POUND LIVE: Pound falls to post-Brexit low after inflation data disappoints

THE pound tumbled against the euro after key inflation data gave further clues about when UK interest rates will rise.

pound euro rate august 2017GETTY

The pound was steady ahead of inflationa dn employment releases in August

Sterling dipped to 1.099 against the euro and 1.292 against the US dollar, as markets digested the latest update on the UK economy.

Inflation as measured by Consumer Prices Inflation (CPI) remained at 2.6 per cent in July, down from highs of 2.9 per cent in May.

Higher inflation would likely mean a base rate rise from the Bank of England would come sooner rather than later, as raising rates helps to keep the cost of living in check.

Policymakers try to keep inflation running at around two per cent. 

Employment figures later this week - particulary wage rises - will give another insight into the economy and signal when the Bank of England will raise rates.

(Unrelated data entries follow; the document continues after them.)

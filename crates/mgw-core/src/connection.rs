//! State machine owning the single live link to the messaging network.
//!
//! `Disconnected -> Connecting -> Connected -> Reconnecting -> Connected ...`,
//! with `LoggedOut` as a terminal state. The handle slot is replaced whole under
//! a lock: senders clone the current `Arc` and either use the old link (and fail
//! cleanly once it is closed) or the new one.

use std::sync::{Arc, RwLock};

use chrono::Utc;
use tokio::sync::{mpsc, watch};
use tokio_util::sync::CancellationToken;

use crate::{
    auth::{AuthSession, AuthStore},
    domain::{ConnState, Identity, InboundEnvelope, Status},
    errors::Error,
    link::{CloseReason, LinkEvent, LinkSession, NetworkConnector, NetworkLink, ProtocolVersion},
    retry::ReconnectPolicy,
    Result,
};

#[derive(Clone)]
struct LiveHandle {
    link: Arc<dyn NetworkLink>,
    identity: Identity,
}

struct Slot {
    state: ConnState,
    live: Option<LiveHandle>,
    qr: Option<String>,
    since: String,
}

enum CycleOutcome {
    ConnectFailed(Error),
    Closed { reason: CloseReason, opened: bool },
    Shutdown,
}

pub struct Connection {
    connector: Arc<dyn NetworkConnector>,
    auth: AuthStore,
    policy: ReconnectPolicy,
    inbound: mpsc::Sender<InboundEnvelope>,
    slot: RwLock<Slot>,
    state_tx: watch::Sender<ConnState>,
}

impl Connection {
    pub fn new(
        connector: Arc<dyn NetworkConnector>,
        auth: AuthStore,
        policy: ReconnectPolicy,
        inbound: mpsc::Sender<InboundEnvelope>,
    ) -> Self {
        let (state_tx, _) = watch::channel(ConnState::Disconnected);
        Self {
            connector,
            auth,
            policy,
            inbound,
            slot: RwLock::new(Slot {
                state: ConnState::Disconnected,
                live: None,
                qr: None,
                since: now(),
            }),
            state_tx,
        }
    }

    pub fn state(&self) -> ConnState {
        self.read_slot().state
    }

    /// Observe state transitions.
    pub fn subscribe(&self) -> watch::Receiver<ConnState> {
        self.state_tx.subscribe()
    }

    /// The live link, or the reason there is none.
    pub fn current_link(&self) -> Result<Arc<dyn NetworkLink>> {
        let slot = self.read_slot();
        match (&slot.live, slot.state) {
            (Some(live), ConnState::Connected) => Ok(live.link.clone()),
            (_, ConnState::LoggedOut) => Err(Error::LoggedOut),
            _ => Err(Error::NotConnected),
        }
    }

    pub fn status(&self) -> Status {
        let slot = self.read_slot();
        let connected = slot.state == ConnState::Connected && slot.live.is_some();
        Status {
            connected,
            user: if connected {
                slot.live.as_ref().map(|l| l.identity.clone())
            } else {
                None
            },
            state: slot.state,
            qr: slot.qr.clone(),
            since: slot.since.clone(),
        }
    }

    /// Drive the connection until logout, an exhausted retry budget, or shutdown.
    ///
    /// Returns the state the machine settled in.
    pub async fn run(self: Arc<Self>, shutdown: CancellationToken) -> ConnState {
        let mut session = match self.auth.load().await {
            Ok(Some(s)) => {
                tracing::info!(docs = s.len(), "loaded persisted auth session");
                Some(s)
            }
            Ok(None) => {
                tracing::info!("no persisted auth session; pairing required");
                None
            }
            Err(e) => {
                tracing::error!(error = %e, "failed to load auth session; starting unpaired");
                None
            }
        };

        let mut attempt: u32 = 0;
        let mut next_state = ConnState::Connecting;

        loop {
            self.transition(next_state);

            let outcome = self.run_cycle(&mut session, &shutdown).await;
            let reason = match outcome {
                CycleOutcome::Shutdown => {
                    self.transition(ConnState::Disconnected);
                    tracing::info!("connection stopped for shutdown");
                    return ConnState::Disconnected;
                }
                CycleOutcome::Closed { reason, .. } if reason.is_logged_out() => {
                    self.transition(ConnState::LoggedOut);
                    tracing::warn!("session logged out; re-pairing required, not reconnecting");
                    if let Err(e) = self.auth.clear().await {
                        tracing::error!(error = %e, "failed to clear auth session after logout");
                    }
                    return ConnState::LoggedOut;
                }
                CycleOutcome::Closed { reason, opened } => {
                    if opened {
                        attempt = 0;
                    }
                    reason.to_string()
                }
                CycleOutcome::ConnectFailed(e) => e.to_string(),
            };

            attempt += 1;
            let Some(delay) = self.policy.delay_for(attempt) else {
                self.transition(ConnState::Disconnected);
                tracing::error!(attempts = attempt - 1, reason = %reason, "reconnect budget exhausted; giving up");
                return ConnState::Disconnected;
            };

            self.transition(ConnState::Reconnecting);
            tracing::warn!(attempt, delay_ms = delay.as_millis() as u64, reason = %reason, "connection closed; reconnecting");
            if !delay.is_zero() {
                tokio::select! {
                    _ = shutdown.cancelled() => {
                        self.transition(ConnState::Disconnected);
                        return ConnState::Disconnected;
                    }
                    _ = tokio::time::sleep(delay) => {}
                }
            }
            next_state = ConnState::Reconnecting;
        }
    }

    async fn run_cycle(
        &self,
        session: &mut Option<AuthSession>,
        shutdown: &CancellationToken,
    ) -> CycleOutcome {
        let opening = async {
            let version = match self.connector.negotiate_version().await {
                Ok(v) => v,
                Err(e) => {
                    tracing::warn!(error = %e, fallback = %ProtocolVersion::BUILTIN, "version negotiation failed");
                    ProtocolVersion::BUILTIN
                }
            };
            tracing::info!(%version, paired = session.is_some(), "opening link");
            self.connector.connect(version, session.clone()).await
        };
        let opened_link = tokio::select! {
            _ = shutdown.cancelled() => return CycleOutcome::Shutdown,
            res = opening => res,
        };
        let LinkSession { link, mut events } = match opened_link {
            Ok(s) => s,
            Err(e) => return CycleOutcome::ConnectFailed(e),
        };

        let mut opened = false;
        let outcome = loop {
            let ev = tokio::select! {
                _ = shutdown.cancelled() => break CycleOutcome::Shutdown,
                ev = events.recv() => ev,
            };
            let Some(ev) = ev else {
                break CycleOutcome::Closed {
                    reason: CloseReason::Other("link event stream ended".to_string()),
                    opened,
                };
            };

            match ev {
                LinkEvent::Pairing { code } => {
                    tracing::info!(code = %code, "pairing code received; link the device to continue");
                    self.write_slot().qr = Some(code);
                }
                LinkEvent::Open { identity } => {
                    opened = true;
                    tracing::info!(user = %identity.id, "connected");
                    self.publish(link.clone(), identity);
                }
                LinkEvent::CredsUpdate(mut update) => {
                    for name in update.drop_unstorable() {
                        tracing::warn!(doc = ?name, "ignoring auth document with an unusable name");
                    }
                    let current = session.get_or_insert_with(AuthSession::new);
                    current.merge(update);
                    if let Err(e) = self.auth.save(current).await {
                        tracing::error!(error = %e, "failed to persist auth session");
                    }
                }
                LinkEvent::Message(envelope) => {
                    if self.inbound.send(envelope).await.is_err() {
                        tracing::debug!("inbound relay is gone; dropping message");
                    }
                }
                LinkEvent::Closed(reason) => break CycleOutcome::Closed { reason, opened },
            }
        };

        self.unpublish();
        link.close().await;
        outcome
    }

    fn publish(&self, link: Arc<dyn NetworkLink>, identity: Identity) {
        {
            let mut slot = self.write_slot();
            slot.live = Some(LiveHandle { link, identity });
            slot.state = ConnState::Connected;
            slot.qr = None;
            slot.since = now();
        }
        self.state_tx.send_replace(ConnState::Connected);
    }

    fn unpublish(&self) {
        self.write_slot().live = None;
    }

    fn transition(&self, state: ConnState) {
        {
            let mut slot = self.write_slot();
            if state != ConnState::Connected {
                slot.live = None;
            }
            if slot.state != state {
                slot.state = state;
                slot.since = now();
            }
        }
        self.state_tx.send_replace(state);
    }

    fn read_slot(&self) -> std::sync::RwLockReadGuard<'_, Slot> {
        self.slot.read().unwrap_or_else(|p| p.into_inner())
    }

    fn write_slot(&self) -> std::sync::RwLockWriteGuard<'_, Slot> {
        self.slot.write().unwrap_or_else(|p| p.into_inner())
    }
}

fn now() -> String {
    Utc::now().to_rfc3339()
}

If it looks more likely that policymakers will raise rates, the pound is likely to strengthen against the euro and the US dollar.

pound to euro chart august 2017Bloomberg

The pound fell against the euro on Tuesday August 15

In August policymakers kept the base rate on hold at 0.25 per cent and downgraded expected economy growth in 2017.

Governor Mark Carney forecast that interest rates will rise in 2018 and the pound weakened after the update.

Sterling will likely strengthen if there are signs that monetary policies could tigheten sooner rather than later.

Naeem Aslam, chief market analyst at Think Markets, said: "The immediate reaction of the economic data on the Sterling dollar pair was negative and investors pushed the pair lower.

"It appears that the inflation data is losing steam.

"The UK home grown prices are still somewhat muted and it is something which the Bank of England Monetary Policy Committee (MPC) is comfortable about.

"The inflation data overshooting the bank’s target continues to be blamed on the sterling weakness.

"Going forward, the growth picture still looks subdued and this does not appear to be changing into 2018."

Mark Carney: The consequences of Brexit are starting to build

Tensions between North Korea and US president Donald Trump have also calmed, allowing traders to focus on economy data. 

But experts warned the threat of nuclear war could rock markets if the two sides again become agitated.

Craig Erlam, senior market analyst at Oanda, said: "The war of words between the two countries weighed heavily on risk appetite for much of last week and despite today’s bounce, it will continue to pose a threat in the days ahead.

"What we’re seeing today is relief at the situation not deteriorating over the weekend, something traders were clearly wary of towards the end of last week.
 
"Still, given the unpredictability of those involved, traders are likely to remain on edge and I don’t think it will take much for the safe haven rush to resume.

"In the meantime, we’re seeing a small unwinding of those risk aversion trades, with Gold trading slightly  lower and the yen and Swiss franc off against the dollar, pound and euro."